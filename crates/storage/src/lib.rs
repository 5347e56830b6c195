#![forbid(unsafe_code)]

pub mod repository;
pub mod sqlite;

pub use repository::{
    InMemoryRepository, PracticeSessionRepository, QuestionRepository, Storage, StorageError,
};
use std::{fmt, str::FromStr};

use crate::{parsing, Error, Host, Port, Syntax, UserInfo};

/// IRI authority: `[userinfo "@"] host [":" port]`.
#[derive(Debug, Clone, PartialEq, Eq, PartialOrd, Ord, Hash)]
pub struct Authority {
	user_info: Option<UserInfo>,
	host: Host,
	port: Option<Port>,
}

impl Authority {
	pub fn new(input: &str) -> Result<Self, Error> {
		Self::new_with(input, Syntax::default())
	}

	pub fn new_with(input: &str, syntax: Syntax) -> Result<Self, Error> {
		Self::parse_at(input, 0..input.len(), syntax)
	}

	/// Parses the authority found in `input[range]`.
	pub(crate) fn parse_at(
		input: &str,
		range: std::ops::Range<usize>,
		syntax: Syntax,
	) -> Result<Self, Error> {
		let parts = parsing::authority_parts(input, range)?;

		let user_info = parts
			.user_info
			.map(|r| UserInfo::parse_at(&input[r.clone()], r.start, syntax))
			.transpose()?;
		let host = Host::parse_at(&input[parts.host.clone()], parts.host.start, syntax)?;
		let port = parts.port.map(|r| Port::new(&input[r])).transpose()?;

		Ok(Self {
			user_info,
			host,
			port,
		})
	}

	pub fn from_parts(user_info: Option<UserInfo>, host: Host, port: Option<Port>) -> Self {
		Self {
			user_info,
			host,
			port,
		}
	}

	#[inline]
	pub fn user_info(&self) -> Option<&UserInfo> {
		self.user_info.as_ref()
	}

	#[inline]
	pub fn host(&self) -> &Host {
		&self.host
	}

	#[inline]
	pub fn port(&self) -> Option<&Port> {
		self.port.as_ref()
	}

	pub fn into_parts(self) -> (Option<UserInfo>, Host, Option<Port>) {
		(self.user_info, self.host, self.port)
	}
}

impl From<Host> for Authority {
	fn from(host: Host) -> Self {
		Self::from_parts(None, host, None)
	}
}

impl FromStr for Authority {
	type Err = Error;

	fn from_str(s: &str) -> Result<Self, Self::Err> {
		Self::new(s)
	}
}

impl fmt::Display for Authority {
	fn fmt(&self, f: &mut fmt::Formatter) -> fmt::Result {
		if let Some(user_info) = &self.user_info {
			write!(f, "{user_info}@")?
		}

		write!(f, "{}", self.host)?;

		if let Some(port) = &self.port {
			write!(f, ":{port}")?
		}

		Ok(())
	}
}
use std::net::{Ipv4Addr, Ipv6Addr};

use smallvec::SmallVec;

/// Parses a `dec-octet`: `0` to `255` without leading zeros.
fn parse_dec_octet(input: &str) -> Option<u8> {
	let valid = !input.is_empty()
		&& input.len() <= 3
		&& input.bytes().all(|b| b.is_ascii_digit())
		&& (input == "0" || !input.starts_with('0'));

	if valid {
		input.parse().ok()
	} else {
		None
	}
}

/// Parses an IPv4 literal (`IPv4address` in RFC 3986).
pub fn parse_ipv4(input: &str) -> Option<Ipv4Addr> {
	let mut octets = [0u8; 4];
	let mut parts = input.split('.');

	for octet in &mut octets {
		*octet = parse_dec_octet(parts.next()?)?;
	}

	if parts.next().is_some() {
		return None;
	}

	Some(Ipv4Addr::from(octets))
}

fn parse_h16(input: &str) -> Option<u16> {
	if !input.is_empty() && input.len() <= 4 && input.bytes().all(|b| b.is_ascii_hexdigit()) {
		u16::from_str_radix(input, 16).ok()
	} else {
		None
	}
}

/// Parses a run of `:`-separated 16-bit pieces. The last piece may be an IPv4
/// address when `ipv4_tail` is set, accounting for two pieces.
fn parse_pieces(input: &str, ipv4_tail: bool) -> Option<SmallVec<[u16; 8]>> {
	let mut pieces = SmallVec::new();
	if input.is_empty() {
		return Some(pieces);
	}

	let mut iter = input.split(':').peekable();
	while let Some(piece) = iter.next() {
		if ipv4_tail && iter.peek().is_none() && piece.contains('.') {
			let [a, b, c, d] = parse_ipv4(piece)?.octets();
			pieces.push(u16::from_be_bytes([a, b]));
			pieces.push(u16::from_be_bytes([c, d]));
		} else {
			pieces.push(parse_h16(piece)?);
		}

		if pieces.len() > 8 {
			return None;
		}
	}

	Some(pieces)
}

/// Parses the content of an IPv6 literal, without the enclosing brackets
/// (`IPv6address` in RFC 3986).
pub fn parse_ipv6(input: &str) -> Option<Ipv6Addr> {
	let mut segments = [0u16; 8];

	match input.find("::") {
		Some(i) => {
			let head = parse_pieces(&input[..i], false)?;
			let tail = parse_pieces(&input[(i + 2)..], true)?;

			// `::` stands for at least one zero piece.
			if head.len() + tail.len() > 7 {
				return None;
			}

			segments[..head.len()].copy_from_slice(&head);
			segments[(8 - tail.len())..].copy_from_slice(&tail);
		}
		None => {
			let pieces = parse_pieces(input, true)?;
			if pieces.len() != 8 {
				return None;
			}

			segments.copy_from_slice(&pieces);
		}
	}

	Some(Ipv6Addr::from(segments))
}
use iri::{Error, Iri, IriRef};

fn main() -> Result<(), Error> {
	let base_iri = Iri::parse("http://a/b/c/d;p?q")?;
	let iri_ref = IriRef::parse("g;x=1/../y")?;

	assert_eq!(iri_ref.resolved(&base_iri).to_string(), "http://a/b/c/y");

	// string-level resolution.
	let iri = iri::resolve("http://example.org/ros%C3%A9/", "../caf\u{e9}#menu")?;
	println!("{iri}");

	Ok(())
}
- - -
■ TASK GOAL:
Return each record exactly as given.

■ REPLY:
filename crates/storage/src/lib.rs
repository 5347e56830b6c195
#![forbid(unsafe_code)]

pub mod repository;
pub mod sqlite;

pub use repository::{
    InMemoryRepository, PracticeSessionRepository, QuestionRepository, Storage, StorageError,
};
use std::{fmt, str::FromStr};

use crate::{parsing, Error, Host, Port, Syntax, UserInfo};

/// IRI authority: `[userinfo "@"] host [":" port]`.
#[derive(Debug, Clone, PartialEq, Eq, PartialOrd, Ord, Hash)]
pub struct Authority {
	user_info: Option<UserInfo>,
	host: Host,
	port: Option<Port>,
}

impl Authority {
	pub fn new(input: &str) -> Result<Self, Error> {
		Self::new_with(input, Syntax::default())
	}

	pub fn new_with(input: &str, syntax: Syntax) -> Result<Self, Error> {
		Self::parse_at(input, 0..input.len(), syntax)
	}

	/// Parses the authority found in `input[range]`.
	pub(crate) fn parse_at(
		input: &str,
		range: std::ops::Range<usize>,
		syntax: Syntax,
	) -> Result<Self, Error> {
		let parts = parsing::authority_parts(input, range)?;

		let user_info = parts
			.user_info
			.map(|r| UserInfo::parse_at(&input[r.clone()], r.start, syntax))
			.transpose()?;
		let host = Host::parse_at(&input[parts.host.clone()], parts.host.start, syntax)?;
		let port = parts.port.map(|r| Port::new(&input[r])).transpose()?;

		Ok(Self {
			user_info,
			host,
			port,
		})
	}

	pub fn from_parts(user_info: Option<UserInfo>, host: Host, port: Option<Port>) -> Self {
		Self {
			user_info,
			host,
			port,
		}
	}

	#[inline]
	pub fn user_info(&self) -> Option<&UserInfo> {
		self.user_info.as_ref()
	}

	#[inline]
	pub fn host(&self) -> &Host {
		&self.host
	}

	#[inline]
	pub fn port(&self) -> Option<&Port> {
		self.port.as_ref()
	}

	pub fn into_parts(self) -> (Option<UserInfo>, Host, Option<Port>) {
		(self.user_info, self.host, self.port)
	}
}

impl From<Host> for Authority {
	fn from(host: Host) -> Self {
		Self::from_parts(None, host, None)
	}
}

impl FromStr for Authority {
	type Err = Error;

	fn from_str(s: &str) -> Result<Self, Self::Err> {
		Self::new(s)
	}
}

impl fmt::Display for Authority {
	fn fmt(&self, f: &mut fmt::Formatter) -> fmt::Result {
		if let Some(user_info) = &self.user_info {
			write!(f, "{user_info}@")?
		}

		write!(f, "{}", self.host)?;

		if let Some(port) = &self.port {
			write!(f, ":{port}")?
		}

		Ok(())
	}
}
use std::net::{Ipv4Addr, Ipv6Addr};

use smallvec::SmallVec;

/// Parses a `dec-octet`: `0` to `255` without leading zeros.
fn parse_dec_octet(input: &str) -> Option<u8> {
	let valid = !input.is_empty()
		&& input.len() <= 3
		&& input.bytes().all(|b| b.is_ascii_digit())
		&& (input == "0" || !input.starts_with('0'));

	if valid {
		input.parse().ok()
	} else {
		None
	}
}

/// Parses an IPv4 literal (`IPv4address` in RFC 3986).
pub fn parse_ipv4(input: &str) -> Option<Ipv4Addr> {
	let mut octets = [0u8; 4];
	let mut parts = input.split('.');

	for octet in &mut octets {
		*octet = parse_dec_octet(parts.next()?)?;
	}

	if parts.next().is_some() {
		return None;
	}

	Some(Ipv4Addr::from(octets))
}

fn parse_h16(input: &str) -> Option<u16> {
	if !input.is_empty() && input.len() <= 4 && input.bytes().all(|b| b.is_ascii_hexdigit()) {
		u16::from_str_radix(input, 16).ok()
	} else {
		None
	}
}

/// Parses a run of `:`-separated 16-bit pieces. The last piece may be an IPv4
/// address when `ipv4_tail` is set, accounting for two pieces.
fn parse_pieces(input: &str, ipv4_tail: bool) -> Option<SmallVec<[u16; 8]>> {
	let mut pieces = SmallVec::new();
	if input.is_empty() {
		return Some(pieces);
	}

	let mut iter = input.split(':').peekable();
	while let Some(piece) = iter.next() {
		if ipv4_tail && iter.peek().is_none() && piece.contains('.') {
			let [a, b, c, d] = parse_ipv4(piece)?.octets();
			pieces.push(u16::from_be_bytes([a, b]));
			pieces.push(u16::from_be_bytes([c, d]));
		} else {
			pieces.push(parse_h16(piece)?);
		}

		if pieces.len() > 8 {
			return None;
		}
	}

	Some(pieces)
}

/// Parses the content of an IPv6 literal, without the enclosing brackets
/// (`IPv6address` in RFC 3986).
pub fn parse_ipv6(input: &str) -> Option<Ipv6Addr> {
	let mut segments = [0u16; 8];

	match input.find("::") {
		Some(i) => {
			let head = parse_pieces(&input[..i], false)?;
			let tail = parse_pieces(&input[(i + 2)..], true)?;

			// `::` stands for at least one zero piece.
			if head.len() + tail.len() > 7 {
				return None;
			}

			segments[..head.len()].copy_from_slice(&head);
			segments[(8 - tail.len())..].copy_from_slice(&tail);
		}
		None => {
			let pieces = parse_pieces(input, true)?;
			if pieces.len() != 8 {
				return None;
			}

			segments.copy_from_slice(&pieces);
		}
	}

	Some(Ipv6Addr::from(segments))
}
use iri::{Error, Iri, IriRef};

fn main() -> Result<(), Error> {
	let base_iri = Iri::parse("http://a/b/c/d;p?q")?;
	let iri_ref = IriRef::parse("g;x=1/../y")?;

	assert_eq!(iri_ref.resolved(&base_iri).to_string(), "http://a/b/c/y");

	// string-level resolution.
	let iri = iri::resolve("http://example.org/ros%C3%A9/", "../caf\u{e9}#menu")?;
	println!("{iri}");

	Ok(())
}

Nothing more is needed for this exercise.